The Arduino is a way to complicate solution. It does not like the DCC voltage and still needs a circuit that detects the A/C. I can see a 2 LED version that would work if the points are not shorted and receive power from the stock rails. Unfortunately I don't know if you turnouts deactivate the non-connected point. It should because that's better for DCC but I just am not familiar with the turnouts.


----------



## Lemonhawk (Sep 24, 2013)

Here's a circuit that I think would, one for shorted points and another if the left and right point are isolated. This only works it the points are power by the stock rails. And no you can't use a single resistor on the common point lead. As soon as I can figure out how to get a file that will show up!


----------



## BrokeCurmudgeon (Feb 8, 2016)

Lemonhawk said:


> The Arduino is a way to complicate solution. It does not like the DCC voltage and still needs a circuit that detects the A/C. I can see a 2 LED version that would work if the points are not shorted and receive power from the stock rails. Unfortunately I don't know if you turnouts deactivate the non-connected point. It should because that's better for DCC but I just am not familiar with the turnouts.


The Kato turnouts are stock #6's except for the double crossover. In DC they route the power to the thrown rail. I have DCC track power in 6 places, some on the back side of the thrown turnout. I suppose I could disconnect track power on the back side of some of the turnouts but not all. I powered the track that way for DCC because I now can operate on the sidings when the turnouts were not thrown which I could not do in DC. I have attached a jpeg with gaps but I think that this approach will not work for me. But, I don't know. I am still quite confused...


----------



## sachsr1 (Mar 3, 2016)

I just finished something like this on my layout. It was a pain in the... I have two atlas snap turnouts on my layout that are mounted right above frame work so they'd be hard to replace. I wanted to add LED indicators and turnout feedback into JMRI. It took quite a bit of screwing around to get it to work. I used the following parts not including the turnout motors.

NCE Snap-it
Capacitor for Snap-it
Atlas 200 Snap Relay
three legged bi-color LED
NCE AIU for sensor feedback
5V cell phone charger wall wart
400(ish)Ohm resistors
6418 feet of tangled thin wire (I may have exaggerated)

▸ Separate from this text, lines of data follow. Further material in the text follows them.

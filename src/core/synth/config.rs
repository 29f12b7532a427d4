use std::fs::File;
use std::io::Read;
use std::path::{Path, PathBuf};
use anyhow::{bail, ensure, Context, Result};
use serde::{Serialize, Deserialize};
use super::channel::{ChannelSettings, CHANNEL_COUNT};
use super::params::{DrumSettings, BITCRUSH_BYPASS, DEFAULT_BIT_DEPTH, DEFAULT_DRUM_CHANNEL};
use super::{Synth, SUPPORTED_SAMPLE_RATES};

pub const DEFAULT_SAMPLE_RATE: u32 = 44100;
const MIN_BIT_DEPTH: f32 = 2.0;

/// Settings for one MIDI channel (1-based, as shown to users).
#[derive(Debug, Clone, Copy, PartialEq, Serialize, Deserialize)]
pub struct ChannelPatch {
    pub channel: u8,
    #[serde(flatten)]
    pub settings: ChannelSettings,
}

/// Everything a user can configure, as stored in `config.json`.
#[derive(Debug, Clone, PartialEq, Serialize, Deserialize)]
#[serde(default, rename_all = "camelCase")]
pub struct SynthConfig {
    pub sample_rate: u32,
    /// 1-based MIDI channel that plays drums.
    pub drum_channel: u8,
    pub bit_depth: f32,
    pub drums: DrumSettings,
    pub channels: Vec<ChannelPatch>,
}

impl Default for SynthConfig {
    fn default() -> Self {
        Self {
            sample_rate: DEFAULT_SAMPLE_RATE,
            drum_channel: DEFAULT_DRUM_CHANNEL + 1,
            bit_depth: DEFAULT_BIT_DEPTH,
            drums: DrumSettings::default(),
            channels: Vec::new(),
        }
    }
}

impl SynthConfig {
    /// Location of the per-user configuration file, if the platform has one.
    pub fn default_path() -> Option<PathBuf> {
        dirs::config_dir().map(|dir| dir.join("chipstudio").join("config.json"))
    }

    /// Load configuration from a file
    pub fn load_from_file(path: &Path) -> Result<Self> {
        let mut file = File::open(path)
            .with_context(|| format!("Failed to open config file {}", path.display()))?;
        let mut contents = String::new();
        file.read_to_string(&mut contents)
            .context("Failed to read config file")?;

        let config: Self = serde_json::from_str(&contents)
            .with_context(|| format!("Failed to parse config file {}", path.display()))?;
        config.validate()
            .with_context(|| format!("Invalid config file {}", path.display()))?;

        Ok(config)
    }

    /// Loads `explicit` if given, else the per-user file if it exists, else defaults.
    pub fn load(explicit: Option<&Path>) -> Result<Self> {
        if let Some(path) = explicit {
            return Self::load_from_file(path);
        }

        match Self::default_path() {
            Some(path) if path.is_file() => {
                log::info!("Loading config from {}", path.display());
                Self::load_from_file(&path)
            },
            _ => Ok(Self::default()),
        }
    }

    pub fn validate(&self) -> Result<()> {
        ensure!(
            SUPPORTED_SAMPLE_RATES.contains(&self.sample_rate),
            "unsupported sample rate {} (expected one of {:?})",
            self.sample_rate,
            SUPPORTED_SAMPLE_RATES
        );
        ensure!(
            (1..=CHANNEL_COUNT as u8).contains(&self.drum_channel),
            "drum channel {} is outside 1-16",
            self.drum_channel
        );
        ensure!(
            (MIN_BIT_DEPTH..=BITCRUSH_BYPASS).contains(&self.bit_depth),
            "bit depth {} is outside {}-{}",
            self.bit_depth,
            MIN_BIT_DEPTH,
            BITCRUSH_BYPASS
        );

        for patch in &self.channels {
            if !(1..=CHANNEL_COUNT as u8).contains(&patch.channel) {
                bail!("channel {} is outside 1-16", patch.channel);
            }
            validate_channel(&patch.settings)
                .with_context(|| format!("channel {}", patch.channel))?;
        }

        Ok(())
    }

    /// Writes every setting into `synth`. The sample rate is fixed at
    /// construction and is not touched.
    pub fn apply(&self, synth: &Synth) {
        let params = synth.params();
        params.set_drum_channel(self.drum_channel.saturating_sub(1));
        params.set_bit_depth(self.bit_depth);
        params.set_drums(&self.drums);

        for patch in &self.channels {
            if let Some(timbre) = synth.channel(patch.channel.saturating_sub(1) as usize) {
                timbre.apply(&patch.settings);
            }
        }
    }

    pub fn build_synth(&self) -> Synth {
        let synth = Synth::new(self.sample_rate);
        self.apply(&synth);
        synth
    }
}

fn validate_channel(settings: &ChannelSettings) -> Result<()> {
    ensure!(
        settings.pulse_width > 0.0 && settings.pulse_width < 1.0,
        "pulse width {} is outside (0, 1)",
        settings.pulse_width
    );
    ensure!(
        (0.0..=1.0).contains(&settings.envelope.sustain),
        "sustain {} is outside [0, 1]",
        settings.envelope.sustain
    );
    ensure!(
        (-1.0..=1.0).contains(&settings.pan),
        "pan {} is outside [-1, 1]",
        settings.pan
    );
    Ok(())
}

First I had to screw around with the Snap Relays to get them to work reliably. This included physical fixes as well as adjusting the CV's for the pulse time and the recharge time. I ended up adding capacitors to the Snap-its to power both the relay and the turnout (per the NCE manual). Once I got the Snap Relay and the turnout powered it was time to make the Snap Relay do something. One side of the relay was used for sensor feedback. That part is easy just one wire to the relay common, and one wire to either of the other two terminal. JMRI allows you to invert the sensor if needed to align with the turnout position. 
The LED part wasn't hard, but it was a lot of screwing around. Basically I used a common cathode (ground) three leg LED. I used a 5V 1 amp cell phone charger, and wired that into to two terminal blocks. I figured I'd be using 5V a lot so why not run some under my bench. I put a resistor on the cathode leg, and ran that to the negative. I ran the positive to the common on the Snap Relay, and then use the relay to change between red and green.


----------